Antes de explicitar as extravagâncias de Marta, por esta época já conhecida pela rapaziada como “a beijoqueira” gostaria de traçar o seu perfil: morena de estatura a se impor, rosto lindo e olhar dominador, pescoço gentil, simulando uma coluna delicada pintada pelo artista italiano Giovanni Bellini para sustentar a cabeça da “mulher jovem, arrumando o cabelo”; como não tenho a capacidade descritiva utilizada por Gustave Flaubert para “fotografar” os traços de Madame Bovary, peço licença aos meus leitores para dizer-lhes, segundo penso, que neste quadro, que está no Museu de Arte de Viena, o artista utilizou, como modelo, a Marta do Rio Muzambu.
Com todo este poderio, podemos dizer que Marta abusou de toda uma geração de rapazolas Muzambuense, ela escolhia quem poderia flertar com ela, quem poderia se aproximar, quem seria descartado, enfim, Marta era ela e suas consequências.
Muitos anos depois destes acontecimentos, Edmundo a reencontrou; era uma tarde sem a alegria comandada pela juventude de outrora, o vento “encanado” pelo vale formado por duas serras varriam as ruas, agora asfaltadas, do povoado de Rio Muzambu; as flores que existiam e que embelezavam as suas alamedas, dantes esburacadas e poeirentas, morreram e não foram replantadas.
Ainda tentaram buscar o passado, porém, Marta recusou o desafio com uma citação que definia o seu amargor – “Reminiscências são como o buquê do vinho elaborado com cepa de uva de qualidade superior e que inunda nosso olfato; cada vez que testamos nossa capacidade de descobrir o odor que exala do cálice, sempre iremos descobrir novo perfume”.
Edmundo ainda tentou vê-la com os olhos que a viram no tempo da sua mocidade, tão cheia de graça e beleza, porém, o inverno da vida havia adquirido matizes mais carregados; seu rosto, antes tão sereno e bonito, já exibia marcas avassaladoras do tempo; suas mãos, objeto de desejos na época da primavera, por certo ainda exibiam vestígios de beleza, porém, com a fragilidade concernente ao grupo etário; seus olhos, ah!

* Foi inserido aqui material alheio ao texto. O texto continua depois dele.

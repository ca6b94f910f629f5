//! Compilation of expected-output lines into line matchers.
//!
//! A template line is literal text, except that the characters
//! `( ) [ ] { } . * + ^ $` keep their regular-expression meaning. This lets a
//! test author mark exactly the positions of a line that are allowed to vary
//! between runs, e.g. `<object at 0x........>`. Prefixing one of those
//! characters with a backslash asks for the literal character instead.

/// Line terminator accepted after a newline-terminated template line. Targets
/// may emit any number of carriage returns before the newline.
const RELAXED_NEWLINE: &str = r"\r*\n";

/// What a bare `.` compiles to: any character, or any single byte that isn't
/// part of valid UTF-8.
const ANY_CHAR: &str = r"(?:.|(?-u:[\x80-\xFF]))";

/// Compiled predicate for a single expected-output line.
#[derive(Clone, Debug)]
pub struct LineMatcher {
    regex: regex::bytes::Regex,
}

impl LineMatcher {
    /// Compiles the given template line (including its trailing newline, if any).
    ///
    /// If the line's intentional metacharacters don't form a valid regular
    /// expression, the line is matched literally instead.
    ///
    /// # Arguments
    ///
    /// * `line` - The raw template line.
    pub fn compile(line: &[u8]) -> Self {
        let regex_str = template_line_to_regex_str(line);

        match compile_regex(regex_str.as_str()) {
            Ok(regex) => Self { regex },
            Err(err) => {
                tracing::warn!(
                    target: "matcher",
                    "template line {:?} is not a valid pattern ({err}); matching it literally",
                    String::from_utf8_lossy(line)
                );

                Self::literal(line)
            }
        }
    }

    /// Creates a matcher that accepts only the given line, verbatim (modulo
    /// carriage returns before the final newline).
    ///
    /// # Arguments
    ///
    /// * `line` - The raw template line.
    pub fn literal(line: &[u8]) -> Self {
        let (body, terminated) = split_terminator(line);

        let mut regex_str = String::from(r"\A");
        for piece in body.utf8_chunks() {
            regex_str.push_str(regex::escape(piece.valid()).as_str());
            push_raw_bytes(&mut regex_str, piece.invalid());
        }
        push_line_end(&mut regex_str, terminated);

        // An escaped literal can always be compiled, barring a size limit on
        // absurdly long lines; at that point nothing can match.
        let regex = compile_regex(regex_str.as_str()).unwrap_or_else(|_| never_matches());
        Self { regex }
    }

    /// Returns whether the given actual-output line is accepted.
    ///
    /// # Arguments
    ///
    /// * `actual` - The actual line, including its trailing newline.
    pub fn is_match(&self, actual: &[u8]) -> bool {
        self.regex.is_match(actual)
    }

    /// Returns the regular expression this matcher was compiled to.
    pub fn as_str(&self) -> &str {
        self.regex.as_str()
    }
}

/// Translates a template line into an anchored regular expression.
pub(crate) fn template_line_to_regex_str(line: &[u8]) -> String {
    let (body, terminated) = split_terminator(line);

    let mut result = String::from(r"\A");
    let mut escaped = false;
    let mut in_class = false;

    for piece in body.utf8_chunks() {
        for c in piece.valid().chars() {
            if escaped {
                escaped = false;
                if template_char_is_special(c) {
                    // The author asked for the literal character.
                    result.push('\\');
                    result.push(c);
                } else {
                    // Not an escape we know about; keep the backslash.
                    result.push_str(r"\\");
                    push_literal_char(&mut result, c, in_class);
                }
            } else if c == '\\' {
                escaped = true;
            } else if template_char_is_special(c) {
                match c {
                    '[' => in_class = true,
                    ']' => in_class = false,
                    _ => (),
                }

                if c == '.' && !in_class {
                    result.push_str(ANY_CHAR);
                } else {
                    result.push(c);
                }
            } else {
                push_literal_char(&mut result, c, in_class);
            }
        }

        if !piece.invalid().is_empty() {
            if escaped {
                escaped = false;
                result.push_str(r"\\");
            }
            push_raw_bytes(&mut result, piece.invalid());
        }
    }

    if escaped {
        result.push_str(r"\\");
    }

    push_line_end(&mut result, terminated);

    result
}

const fn template_char_is_special(c: char) -> bool {
    matches!(
        c,
        '(' | ')' | '[' | ']' | '{' | '}' | '.' | '*' | '+' | '^' | '$'
    )
}

fn split_terminator(line: &[u8]) -> (&[u8], bool) {
    match line.strip_suffix(b"\n") {
        Some(body) => (body, true),
        None => (line, false),
    }
}

fn push_literal_char(result: &mut String, c: char, in_class: bool) {
    if in_class && c != '&' && c != '~' {
        // Ranges like `[0-9]` need their `-` left alone.
        result.push(c);
    } else {
        let mut buf = [0; 4];
        result.push_str(regex::escape(c.encode_utf8(&mut buf)).as_str());
    }
}

fn push_raw_bytes(result: &mut String, bytes: &[u8]) {
    const HEX_DIGITS: &[u8; 16] = b"0123456789ABCDEF";

    for b in bytes {
        result.push_str(r"(?-u:\x");
        result.push(char::from(HEX_DIGITS[usize::from(b >> 4)]));
        result.push(char::from(HEX_DIGITS[usize::from(b & 0x0F)]));
        result.push(')');
    }
}

fn push_line_end(result: &mut String, terminated: bool) {
    if terminated {
        result.push_str(RELAXED_NEWLINE);
    } else {
        // Only the very last template line may lack a newline; accept the
        // actual line either way.
        result.push_str("(?:");
        result.push_str(RELAXED_NEWLINE);
        result.push_str(")?");
    }
    result.push_str(r"\z");
}

fn compile_regex(regex_str: &str) -> Result<regex::bytes::Regex, regex::Error> {
    regex::bytes::Regex::new(regex_str)
}

#[expect(clippy::unwrap_used)]
fn never_matches() -> regex::bytes::Regex {
    // Nothing can follow the end of the text.
    regex::bytes::Regex::new(r"\z.").unwrap()
}
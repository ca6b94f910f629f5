//! Comparison of expected and actual output.

use crate::channel::TargetOutput;
use crate::template::Template;

/// Text recorded in failure artifacts in place of expected output when the
/// oracle failed.
pub const ORACLE_CRASH_OUTPUT: &[u8] = b"ORACLE CRASH";

/// Text recorded in failure artifacts in place of expected output when the
/// stored template exists but could not be read.
pub const UNREADABLE_TEMPLATE_OUTPUT: &[u8] = b"UNREADABLE TEMPLATE";

/// Where a test's expected output came from.
#[derive(Clone, Debug, PartialEq, Eq)]
pub enum ExpectedOutput {
    /// Read from the test's stored template.
    Template(Vec<u8>),
    /// Computed by running the oracle.
    Oracle(Vec<u8>),
    /// The oracle failed.
    OracleCrash(String),
    /// The stored template exists but could not be read.
    UnreadableTemplate(String),
}

impl ExpectedOutput {
    /// Returns the expected text (and the text persisted on failure).
    pub const fn as_bytes(&self) -> &[u8] {
        match self {
            Self::Template(text) | Self::Oracle(text) => text.as_slice(),
            Self::OracleCrash(_) => ORACLE_CRASH_OUTPUT,
            Self::UnreadableTemplate(_) => UNREADABLE_TEMPLATE_OUTPUT,
        }
    }

    /// Returns the number of individual assertions (expected lines) this
    /// output represents.
    pub fn assertion_count(&self) -> usize {
        crate::util::count_lines(self.as_bytes())
    }
}

/// Comparison of one test's output.
#[derive(Clone, Debug, PartialEq, Eq)]
pub enum OutputComparison {
    /// Outputs match.
    Same,
    /// Outputs differ.
    TestDiffers {
        /// Expected text, as compared.
        expected: Vec<u8>,
        /// Actual text, as compared (normalized, for special tests).
        actual: Vec<u8>,
    },
}

impl OutputComparison {
    /// Returns whether this comparison indicates a failure.
    pub const fn is_failure(&self) -> bool {
        matches!(self, Self::TestDiffers { .. })
    }
}

/// Compares a test's actual output against its expected output.
///
/// Both are assumed to use `\n` line endings already. Special tests have
/// their actual output normalized against the expected output (read as a
/// template) first; other tests must match exactly.
///
/// # Arguments
///
/// * `expected` - The expected output.
/// * `actual` - What the target produced; must not be [`TargetOutput::Skip`].
/// * `special` - Whether to normalize before comparing.
pub fn compare_output(
    expected: &ExpectedOutput,
    actual: &TargetOutput,
    special: bool,
) -> OutputComparison {
    let differs = |actual: Vec<u8>| OutputComparison::TestDiffers {
        expected: expected.as_bytes().to_vec(),
        actual,
    };

    let (ExpectedOutput::Template(expected_text) | ExpectedOutput::Oracle(expected_text)) =
        expected
    else {
        return differs(actual.as_bytes().to_vec());
    };

    let TargetOutput::Output(actual_text) = actual else {
        return differs(actual.as_bytes().to_vec());
    };

    // A template's literal form is the expected text itself, so normalized
    // output can be compared against it directly.
    let actual_text = if special {
        Template::parse(expected_text).normalize(actual_text)
    } else {
        actual_text.clone()
    };

    if actual_text == *expected_text {
        OutputComparison::Same
    } else {
        differs(actual_text)
    }
}
//! Conformance harness for interpreters running on constrained targets.
//!
//! Each test is a program run twice: once by a reference interpreter (the
//! oracle) on the host, and once on the target. The two outputs must be
//! byte-identical. Tests whose output is legitimately non-deterministic
//! (addresses, timings, memory statistics) instead store an expected-output
//! template, and the target's output is normalized against it first.
//!
//! # Templates
//!
//! A template is the expected output, line by line. Within a line, the
//! characters `( ) [ ] { } . * + ^ $` act as regex metacharacters unless
//! preceded by a backslash; everything else matches literally. A line that
//! reads exactly `########` matches any run of zero or more actual lines, up
//! to the first line accepted by the template line that follows it.

pub mod artifacts;
pub mod channel;
mod comparison;
mod config;
mod error;
pub mod oracle;
pub mod pattern;
pub mod process;
pub mod rawrepl;
mod report;
mod runner;
pub mod template;
mod testcase;
pub mod util;

pub use channel::{ExecutionChannel, Session, TargetOutput};
pub use comparison::{ExpectedOutput, OutputComparison, compare_output};
pub use config::{
    DEFAULT_MANIFEST_NAME, DEFAULT_TIMEOUT_IN_SECONDS, Manifest, OracleConfig, RunMode,
    RunnerConfig, TargetConfig, TestRules, TestsConfig, load_manifest,
};
pub use error::{ChannelError, ConfigLoadError, Error, OracleError};
pub use oracle::{Oracle, ProcessOracle};
pub use process::LocalInterpreter;
pub use rawrepl::RawReplChannel;
pub use report::{RunReport, TestResult, Verdict};
pub use runner::TestRunner;
pub use template::Template;
pub use testcase::{TEMPLATE_EXTENSION, TestCase, discover_tests};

Seus olhos, outrora tão vivos, demonstravam cansaço que refletiam nas pupilas sem brilhos e sem ânsias de dominação.
Tudo restringia a vestígios que não permitiam recordar triunfos do passado!
Edmundo ainda conseguiu arrancar dos seus lábios, antes provocadores de suspiros, algumas palavras jeremiosas de despedidas:
- Foi bom; que saudade; o tempo passou e amorteceram-se e rociaram-se os meus olhos a poder de lágrimas, afinal, como disse Herculano “que fora a vida, se nela não houvera lágrimas?”

1 Comentários:

  • Às 23 de fevereiro de 2012 às 09:57 , Blogger Gizele disse...

    Olá! Parabéns pelo texto! Se vc participou do último concurso da Editora Guemanisse, gostaria de convidá-lo(a) para o blog que eu criei: http://www.reclamacaoconcursocontos.blogspot.com/
    Se vc estiver na mesma situação, peço que entre como seguidor(a) do blog ou me envie um email: gizeletoledo@gmail.com
    Estou tentando reunir os participantes do último concurso para ver o que podemos fazer. Depois de ler, pode apagar esta msg se desejar.
    Obrigada.
    Atenciosamente,
    Gizele.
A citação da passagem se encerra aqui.